No road-racing track in America has such facilities as the Thermal Club (well, maybe the COTA F1 track in Austin, Texas). And yet we think that you won’t have to be an owner of one of the club’s 249 garage villas on site to be a part of what’s going on. This is exactly the kind of place at which both car clubs and carmakers will be hosting future driving experience events for people like you. As roads everywhere become more crowded in the future, it will be places like the Thermal Club where drivers with fast cars can breathe free.

There’s a lot of heavy breathing going on right now as the NSX club members do timed laps. NSX drivers apparently really like the motorsport thing, and we’re told that a thriving array of NSX aftermarket suppliers reflects this. (For example, Science of Speed has a client list with 2,000 names.)

When the NSX was new, the Honda engineers were quite concerned about the car’s straightline stability, as the combination of a 58 percent rearward weight distribution and a relatively short 99.6-inch wheelbase (the 1997 Corvette C5 with its 104.5-inch wheelbase had not yet made a long wheelbase respectable for sports cars) seemed to promise lots of excitement in the corners. Yet everyone is keeping it together, particularly professional racing driver Peter Cunningham, who is giving rides in the 2017 Acura NSX. Cunningham is like a god to NSX people thanks to his feats of speed while racing the original NSX, not to mention subsequent victories and championships in Acura and Honda machinery with his team, RealTime Racing.

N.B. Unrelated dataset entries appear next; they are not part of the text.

//! Accelerated JPEG adapters backed by libjpeg-turbo.
//!
//! libjpeg-turbo reads and writes BGR directly, so both adapters work in
//! canonical order with no normalization pass.

use tracing::trace;
use turbojpeg::{Colorspace, Compressor, Decompressor, Image, PixelFormat, Subsamp};

use super::{
    DecodeHeader, EncoderKey, InstancePolicy, JpegDecodeAdapter, JpegDecodeSession,
    JpegEncodeAdapter, JpegEncodeSession,
};
use crate::format::ImageFormat;
use crate::pixel::Channels;
use crate::CodecError;

const NAME: &str = "turbojpeg";

fn turbo_err(e: turbojpeg::Error) -> CodecError {
    CodecError::adapter(NAME, e.to_string())
}

fn pixel_format(channels: Channels) -> PixelFormat {
    match channels {
        Channels::Gray => PixelFormat::GRAY,
        Channels::Bgr => PixelFormat::BGR,
        Channels::Bgra => PixelFormat::BGRA,
    }
}

/// Per-call libjpeg-turbo decoder.
#[derive(Clone, Copy, Debug, Default)]
pub struct TurboJpegDecoder;

impl JpegDecodeAdapter for TurboJpegDecoder {
    fn name(&self) -> &'static str {
        NAME
    }

    fn supported(&self, data: &[u8]) -> bool {
        ImageFormat::has_jpeg_marker(data)
    }

    fn init<'a>(
        &'a self,
        data: &'a [u8],
        desired_channels: usize,
    ) -> Result<Box<dyn JpegDecodeSession + 'a>, CodecError> {
        let mut decompressor = Decompressor::new().map_err(turbo_err)?;
        let header = decompressor.read_header(data).map_err(turbo_err)?;
        let channels = match desired_channels {
            0 if matches!(header.colorspace, Colorspace::Gray) => Channels::Gray,
            0 | 3 => Channels::Bgr,
            1 => Channels::Gray,
            other => {
                return Err(CodecError::adapter(
                    NAME,
                    format!("cannot produce {other} channels"),
                ));
            }
        };
        let width = u32::try_from(header.width)
            .map_err(|_| CodecError::adapter(NAME, "width overflow"))?;
        let height = u32::try_from(header.height)
            .map_err(|_| CodecError::adapter(NAME, "height overflow"))?;
        Ok(Box::new(TurboDecodeSession {
            decompressor,
            data,
            header: DecodeHeader {
                width,
                height,
                channels: channels.count(),
            },
            format: pixel_format(channels),
        }))
    }
}

struct TurboDecodeSession<'a> {
    decompressor: Decompressor,
    data: &'a [u8],
    header: DecodeHeader,
    format: PixelFormat,
}

impl JpegDecodeSession for TurboDecodeSession<'_> {
    fn header(&self) -> DecodeHeader {
        self.header
    }

    fn decode(&mut self, out: &mut [u8]) -> Result<(), CodecError> {
        let width = self.header.width as usize;
        let height = self.header.height as usize;
        let pitch = width * self.header.channels;
        if out.len() < pitch * height {
            return Err(CodecError::adapter(NAME, "output buffer too small"));
        }
        let image = Image {
            pixels: out,
            width,
            pitch,
            height,
            format: self.format,
        };
        self.decompressor
            .decompress(self.data, image)
            .map_err(turbo_err)
    }
}

/// libjpeg-turbo encoder whose compressor is kept across calls.
#[derive(Clone, Copy, Debug, Default)]
pub struct TurboJpegEncoder;

impl JpegEncodeAdapter for TurboJpegEncoder {
    fn name(&self) -> &'static str {
        NAME
    }

    fn supported(&self, width: u32, height: u32, _channels: Channels) -> bool {
        // libjpeg caps dimensions at 65500
        width > 0 && height > 0 && width <= 65_500 && height <= 65_500
    }

    fn policy(&self) -> InstancePolicy {
        InstancePolicy::Cached
    }

    fn init(&self, key: &EncoderKey) -> Result<Box<dyn JpegEncodeSession>, CodecError> {
        let mut compressor = Compressor::new().map_err(turbo_err)?;
        compressor.set_quality(key.quality.clamp(1, 100)).map_err(turbo_err)?;
        let subsamp = match key.channels {
            Channels::Gray => Subsamp::Gray,
            Channels::Bgr | Channels::Bgra => Subsamp::Sub2x2,
        };
        compressor.set_subsamp(subsamp).map_err(turbo_err)?;
        trace!(?key, "turbojpeg compressor ready");
        Ok(Box::new(TurboEncodeSession {
            compressor,
            key: *key,
        }))
    }
}

struct TurboEncodeSession {
    compressor: Compressor,
    key: EncoderKey,
}

impl JpegEncodeSession for TurboEncodeSession {
    fn encode(&mut self, pixels: &[u8], out: &mut Vec<u8>) -> Result<(), CodecError> {
        let width = self.key.width as usize;
        let pitch = width * self.key.channels.count();
        let image = Image {
            pixels,
            width,
            pitch,
            height: self.key.height as usize,
            format: pixel_format(self.key.channels),
        };
        let jpeg = self.compressor.compress_to_vec(image).map_err(turbo_err)?;
        out.extend_from_slice(&jpeg);
        Ok(())
    }
}

#[cfg(test)]
mod tests {
    use super::*;

    #[test]
    fn encode_then_decode_bgr() {
        let key = EncoderKey {
            width: 16,
            height: 16,
            channels: Channels::Bgr,
            quality: 90,
        };
        let pixels = vec![100u8; 16 * 16 * 3];
        let mut session = TurboJpegEncoder.init(&key).unwrap();
        let mut jpeg = Vec::new();
        session.encode(&pixels, &mut jpeg).unwrap();
        assert!(TurboJpegDecoder.supported(&jpeg));

        let mut decode = TurboJpegDecoder.init(&jpeg, 0).unwrap();
        let header = decode.header();
        assert_eq!((header.width, header.height, header.channels), (16, 16, 3));
        let mut out = vec![0u8; 16 * 16 * 3];
        decode.decode(&mut out).unwrap();
        assert!(out.iter().all(|&v| v.abs_diff(100) <= 3));
    }

    #[test]
    fn garbage_fails_init() {
        let data = [0xFF, 0xD8, 0xFF, 0x00, 0x00, 0x00, 0x00];
        assert!(TurboJpegDecoder.init(&data, 0).is_err());
    }
}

Lots of great driving and great fun, plus a great catered lunch. But what’s most impressive to me is the 45 minutes that the cars spend creeping around the track at low speed in order to take a souvenir picture. All the cars are running air-conditioning as they sit there, idling in the blistering 110-degree heat. And not one NSX overheats. Not one.

All driving, no drama

The next day, the NSXs form up in the parking lot of NSXPO’s host hotel, the Aqua Caliente Resort, and then depart in three well-organized groups for the Palms-to-Pines Highway, a loop of tremendous driving that takes you from the desert floor in Palm Springs to the winding roads among the pines at 5,377 feet in the San Jacinto Mountains above the city. Over the years I’ve done this drive a couple dozen times, so I have no problems handing over the 2005 NSX to someone new to the road, who happens to be Ted Klaus, the program leader and development chief of the 2017 Acura NSX.

First Klaus regales me with tales of a recent development drive of the 2017 NSX in the Alps, where the foremost challenge on the narrow mountain passes proved to be pavement slick with cow manure, as the farmers were busy bringing their cattle to new pastures at lower elevations before the onset of winter. But what’s slightly more relevant is the way Klaus says this NSX from 25 years ago framed the development program for the new NSX.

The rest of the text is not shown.